Innovation details
The innovation offers shared housing in scattered neighbourhoods with supportive services facilitated by an on site lay worker trained and supervised by a multi disciplinary project team. Components include:
- an environment of "home" with a mix of fun, leisure, relationships, spontaneity, participation, shared workload, conflicts, and resolution
- co-planning and facilitation of living experiences with personal meaning
- access to vocational/employment opportunities
- opportunity for social and economic connections, familial and non-familial
- access to health services
- onsite assistance in daily living if necessary
Repeated reports in the mainstream news and evaluations by the National Human Rights Commission1, with the exception of a few hospitals, paint the picture of a persisting problem of lack of rehabilitation options and long stay users in several state hospitals across India. 38% of people in state mental health facilities in India have a duration of one or more years of stay2. In facilities such as The Banyan's, while a majority choose to and are able to go back home, a small percentage remain in the institution, several on account of intellectual disability. In the last twenty years of running a transitory hospital based rescue and rehabilitation system for homeless women with mental illness, The Banyan has found approximately 11% of such individuals not exiting the system any way, having no family, choosing not to go and concurrently experiencing long term needs that deter independent living.

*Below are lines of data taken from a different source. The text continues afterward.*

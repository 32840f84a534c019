//! Registering discovered manuals.
//!
//! Sources are queried one after another. A source that errors is logged and
//! skipped so one broken website never blocks the rest of the index.

use std::path::PathBuf;

use chrono::Utc;
use serde::Deserialize;
use tokio_util::sync::CancellationToken;

use crate::error::AppError;
use crate::manual::{ManualEntry, ManualStatus};
use crate::traits::{ManualRegistry, ManualSource};

/// Makes queried when no explicit list is configured.
pub const KNOWN_MAKES: &[&str] = &[
    "acura",
    "audi",
    "bmw",
    "cadillac",
    "dodge",
    "ford",
    "genesis",
    "honda",
    "hyundai",
    "infiniti",
    "jeep",
    "kia",
    "mercedes",
    "mitsubishi",
    "nissan",
    "porsche",
    "subaru",
    "toyota",
    "volkswagen",
    "volvo",
];

const DEFAULT_YEARS: (i32, i32) = (2015, 2026);

#[derive(Debug, Clone, Default)]
pub struct DiscoveryConfig {
    /// Makes to query. Empty means [`KNOWN_MAKES`].
    pub makes: Vec<String>,
    /// Inclusive year range; a zero bound selects the default range.
    pub years: (i32, i32),
    /// Maximum entries kept per source. `0` keeps everything.
    pub max_per_source: usize,
}

impl DiscoveryConfig {
    fn makes(&self) -> Vec<String> {
        if self.makes.is_empty() {
            KNOWN_MAKES.iter().map(|m| m.to_string()).collect()
        } else {
            self.makes.clone()
        }
    }
}

/// Inclusive list of years from `from` to `to`. If either bound is zero the
/// default 2015 to 2026 range is used.
pub fn year_range(from: i32, to: i32) -> Vec<i32> {
    let (from, to) = if from == 0 || to == 0 {
        DEFAULT_YEARS
    } else {
        (from, to)
    };
    (from..=to).collect()
}

/// Queries every source and saves what it finds.
///
/// Missing ids are derived from the URL and every new entry is saved as
/// `discovered`. Entries already in the registry are left untouched. Returns
/// the number of new entries saved. Stops between sources once `cancel`
/// fires and returns [`AppError::Cancelled`].
pub async fn register_discovered<R, S>(
    cancel: &CancellationToken,
    registry: &R,
    sources: &[S],
    config: &DiscoveryConfig,
) -> Result<usize, AppError>
where
    R: ManualRegistry,
    S: ManualSource,
{
    let makes = config.makes();
    let years = year_range(config.years.0, config.years.1);
    let mut total = 0;

    for source in sources {
        if cancel.is_cancelled() {
            return Err(AppError::cancelled());
        }

        tracing::info!(source = source.name(), "Discovering manuals");
        let mut entries = match source.discover(cancel, &makes, &years).await {
            Ok(entries) => entries,
            Err(e) => {
                tracing::warn!(source = source.name(), error = %e, "Discovery failed, skipping source");
                continue;
            }
        };

        if config.max_per_source > 0 {
            entries.truncate(config.max_per_source);
        }

        let found = entries.len();
        let mut saved = 0;
        let mut known = 0;
        for mut entry in entries {
            if entry.id.is_empty() {
                entry.id = ManualEntry::id_for_url(&entry.url);
            }
            // Rediscovery never resets an entry's progress.
            match registry.get(&entry.id).await {
                Ok(Some(_)) => {
                    known += 1;
                    continue;
                }
                Ok(None) => {}
                Err(e) => {
                    tracing::warn!(url = %entry.url, error = %e, "Failed to look up entry");
                    continue;
                }
            }
            entry.status = ManualStatus::Discovered;
            entry.error = None;
            match registry.save(&entry).await {
                Ok(()) => saved += 1,
                Err(e) => tracing::warn!(url = %entry.url, error = %e, "Failed to save entry"),
            }
        }

        tracing::info!(source = source.name(), found, saved, known, "Discovery finished");
        total += saved;
    }
    Ok(total)
}

/// One line of a seed file.
#[derive(Debug, Clone, Deserialize)]
pub struct SeedRecord {
    pub url: String,
    pub make: String,
    pub model: String,
    pub year: i32,
    #[serde(default)]
    pub trim: Option<String>,
    #[serde(default)]
    pub manual_type: Option<String>,
    #[serde(default)]
    pub language: Option<String>,
}

impl SeedRecord {
    fn into_entry(self, source_site: &str) -> ManualEntry {
        let mut entry = ManualEntry::new(self.url, source_site)
            .with_vehicle(&self.make, &self.model, self.year)
            .with_manual_type(self.manual_type.as_deref().unwrap_or("owner"));
        entry.trim = self.trim;
        if let Some(language) = self.language {
            entry.language = language;
        }
        entry.discovered_at = Utc::now();
        entry
    }
}

/// A [`ManualSource`] backed by a JSON-lines file of [`SeedRecord`]s.
///
/// Records are filtered by make (case-insensitive) and year. Blank lines are
/// skipped; a malformed line fails the whole source.
#[derive(Debug, Clone)]
pub struct SeedFileSource {
    name: String,
    path: PathBuf,
}

impl SeedFileSource {
    pub fn new(name: impl Into<String>, path: impl Into<PathBuf>) -> Self {
        Self {
            name: name.into(),
            path: path.into(),
        }
    }
}

impl ManualSource for SeedFileSource {
    fn name(&self) -> &str {
        &self.name
    }

    async fn discover(
        &self,
        _cancel: &CancellationToken,
        makes: &[String],
        years: &[i32],
    ) -> Result<Vec<ManualEntry>, AppError> {
        let raw = tokio::fs::read_to_string(&self.path).await?;
        let mut entries = Vec::new();
        for (n, line) in raw.lines().enumerate() {
            if line.trim().is_empty() {
                continue;
            }
            let record: SeedRecord = serde_json::from_str(line).map_err(|e| {
                AppError::generic(format!("{}:{}: {e}", self.path.display(), n + 1))
            })?;
            let wanted_make = makes.iter().any(|m| m.eq_ignore_ascii_case(&record.make));
            if wanted_make && years.contains(&record.year) {
                entries.push(record.into_entry(&self.name));
            }
        }
        Ok(entries)
    }
}
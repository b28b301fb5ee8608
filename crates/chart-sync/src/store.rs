//! Snapshot files on disk.
//!
//! Layout is `<data_dir>/<collection>/<year>-W<week>.json`. Documents are rewritten with
//! two-space indentation and literal non-ASCII text, and only when something changed.

use std::path::{Path, PathBuf};

use anyhow::{Context, Result, bail};
use chart_types::ChartDocument;

/// Identifies one week's chart for one collection.
#[derive(Clone, Debug, PartialEq, Eq, PartialOrd, Ord, Hash)]
pub struct SnapshotId {
    /// Collection (directory) name, e.g. `Signe`.
    pub collection: String,
    /// Week label, e.g. `2026-W04`.
    pub week: String,
}

impl SnapshotId {
    /// Derive the id from a snapshot path.
    pub fn from_path(path: &Path) -> Self {
        let collection = path
            .parent()
            .and_then(Path::file_name)
            .map(|name| name.to_string_lossy().to_string())
            .unwrap_or_default();
        let week = path
            .file_stem()
            .map(|stem| stem.to_string_lossy().to_string())
            .unwrap_or_default();
        Self { collection, week }
    }
}

impl std::fmt::Display for SnapshotId {
    fn fmt(&self, f: &mut std::fmt::Formatter<'_>) -> std::fmt::Result {
        if self.collection.is_empty() {
            f.write_str(&self.week)
        } else {
            write!(f, "{}/{}", self.collection, self.week)
        }
    }
}

/// A chart document loaded into memory together with its location and dirty flag.
#[derive(Debug)]
pub struct Snapshot {
    pub id: SnapshotId,
    pub path: PathBuf,
    pub document: ChartDocument,
    dirty: bool,
}

impl Snapshot {
    /// Wrap an in-memory document. Nothing is read from disk.
    pub fn new(path: PathBuf, document: ChartDocument) -> Self {
        Self {
            id: SnapshotId::from_path(&path),
            path,
            document,
            dirty: false,
        }
    }

    /// Read and parse a snapshot file.
    pub fn load(path: &Path) -> Result<Self> {
        if !path.is_file() {
            bail!("snapshot not found: {}", path.display());
        }
        let document = read_document(path)?;
        Ok(Self::new(path.to_path_buf(), document))
    }

    pub fn mark_dirty(&mut self) {
        self.dirty = true;
    }

    pub fn is_dirty(&self) -> bool {
        self.dirty
    }

    /// Write the snapshot back if any entry changed. Returns whether a write happened.
    pub fn save_if_dirty(&mut self) -> Result<bool> {
        if !self.dirty {
            return Ok(false);
        }
        write_document(&self.path, &self.document)?;
        self.dirty = false;
        Ok(true)
    }
}

/// Parse a chart document from disk.
pub fn read_document(path: &Path) -> Result<ChartDocument> {
    let raw = std::fs::read_to_string(path)
        .with_context(|| format!("read snapshot {}", path.display()))?;
    serde_json::from_str(&raw).with_context(|| format!("parse snapshot {}", path.display()))
}

/// Serialize a chart document to disk.
pub fn write_document(path: &Path, document: &ChartDocument) -> Result<()> {
    let body = serde_json::to_string_pretty(document)
        .with_context(|| format!("encode snapshot {}", path.display()))?;
    std::fs::write(path, body).with_context(|| format!("write snapshot {}", path.display()))
}

/// Returns `true` for file names like `2026-W04.json`.
pub fn is_week_file_name(name: &str) -> bool {
    let Some(stem) = name.strip_suffix(".json") else {
        return false;
    };
    let bytes = stem.as_bytes();
    bytes.len() == 8
        && bytes[..4].iter().all(u8::is_ascii_digit)
        && &bytes[4..6] == b"-W"
        && bytes[6..].iter().all(u8::is_ascii_digit)
}

/// List week files of a collection directory in lexicographic order.
pub fn list_week_files(dir: &Path) -> Result<Vec<PathBuf>> {
    if !dir.is_dir() {
        bail!("collection directory not found: {}", dir.display());
    }
    let mut files = Vec::new();
    let read_dir =
        std::fs::read_dir(dir).with_context(|| format!("read collection {}", dir.display()))?;
    for entry in read_dir {
        let entry = entry.with_context(|| format!("read collection {}", dir.display()))?;
        let path = entry.path();
        if !path.is_file() {
            continue;
        }
        let is_week = path
            .file_name()
            .and_then(|name| name.to_str())
            .is_some_and(is_week_file_name);
        if is_week {
            files.push(path);
        }
    }
    files.sort_by(|a, b| a.file_name().cmp(&b.file_name()));
    Ok(files)
}

/// Compare two snapshot paths, resolving symlinks and relative segments when possible.
pub fn same_file(a: &Path, b: &Path) -> bool {
    match (a.canonicalize(), b.canonicalize()) {
        (Ok(a), Ok(b)) => a == b,
        _ => a == b,
    }
}


#[cfg(test)]
mod tests {
    use super::test_support::scratch_dir;
    use super::*;

    #[test]
    fn is_week_file_name_matches_pattern() {
        assert!(is_week_file_name("2026-W04.json"));
        assert!(!is_week_file_name("2026-W4.json"));
        assert!(!is_week_file_name("2026-W04.json.bak"));
        assert!(!is_week_file_name("notes.json"));
        assert!(!is_week_file_name("2026-W04.txt"));
    }

    #[test]
    fn list_week_files_sorts_and_filters() {
        let root = scratch_dir("list");
        for name in ["2026-W03.json", "2026-W01.json", "readme.json", "2025-W52.json"] {
            std::fs::write(root.join(name), "{}").unwrap();
        }
        let files = list_week_files(&root).unwrap();
        let names: Vec<String> = files
            .iter()
            .map(|p| p.file_name().unwrap().to_string_lossy().to_string())
            .collect();
        assert_eq!(names, vec!["2025-W52.json", "2026-W01.json", "2026-W03.json"]);
    }

    #[test]
    fn load_reports_missing_file() {
        let root = scratch_dir("missing");
        let err = Snapshot::load(&root.join("2026-W04.json")).unwrap_err();
        assert!(err.to_string().contains("snapshot not found"));
    }

    #[test]
    fn load_rejects_malformed_json() {
        let root = scratch_dir("malformed");
        let path = root.join("2026-W04.json");
        std::fs::write(&path, "{ \"entries\": [").unwrap();
        assert!(Snapshot::load(&path).is_err());
    }

    #[test]
    fn save_writes_only_when_dirty() {
        let root = scratch_dir("save").join("Walter");
        std::fs::create_dir_all(&root).unwrap();
        let path = root.join("2026-W04.json");
        let original = "{\"week\":\"2026-W04\",\"entries\":[]}";
        std::fs::write(&path, original).unwrap();

        let mut snapshot = Snapshot::load(&path).unwrap();
        assert_eq!(snapshot.id.collection, "Walter");
        assert_eq!(snapshot.id.week, "2026-W04");
        assert!(!snapshot.save_if_dirty().unwrap());
        assert_eq!(std::fs::read_to_string(&path).unwrap(), original);

        snapshot.mark_dirty();
        assert!(snapshot.save_if_dirty().unwrap());
        assert!(!snapshot.is_dirty());
        assert_eq!(
            std::fs::read_to_string(&path).unwrap(),
            "{\n  \"week\": \"2026-W04\",\n  \"entries\": []\n}"
        );
    }

    #[test]
    fn write_keeps_non_ascii_literal() {
        let root = scratch_dir("utf8");
        let path = root.join("2026-W04.json");
        std::fs::write(&path, r#"{"entries":[{"title":"—","artists":["Sigur Rós"]}]}"#).unwrap();
        let doc = read_document(&path).unwrap();
        write_document(&path, &doc).unwrap();
        let written = std::fs::read_to_string(&path).unwrap();
        assert!(written.contains("\"title\": \"—\""));
        assert!(written.contains("Sigur Rós"));
    }
}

Home Again envisions the facilitation of long term care in alternative living spaces, through shared accommodations with supportive services, for women with mental disorders, who were once homeless and experience long term needs. It involves the facilitation of housing and range of supportive services for inclusion into the rural socio-economic fabric through strong inclusion linkages with stakeholders in areas of local governance, employment, entitlements and social activity. Through this approach, we aim to sustainably and in an cost effective manner address the issue of long term care in mental health; and thereby provide pathways for rehabilitation of people in institutional spaces, improve their quality of life, mental health outcomes, community functioning and promote human rights. This will address the challenge of appropriate and humane care for those most marginalised on account of homelessness and serious mental disorders and will most meaningfully contribute if scaled up to address the issue of long stay in state mental hospitals. Therefore, such an approach has the potential to contribute to transformative institutional reform on the one hand, while on the other promote social inclusion and positive notions of mental health in rural communities by setting up potential evidence of outcomes in people with high mental disability.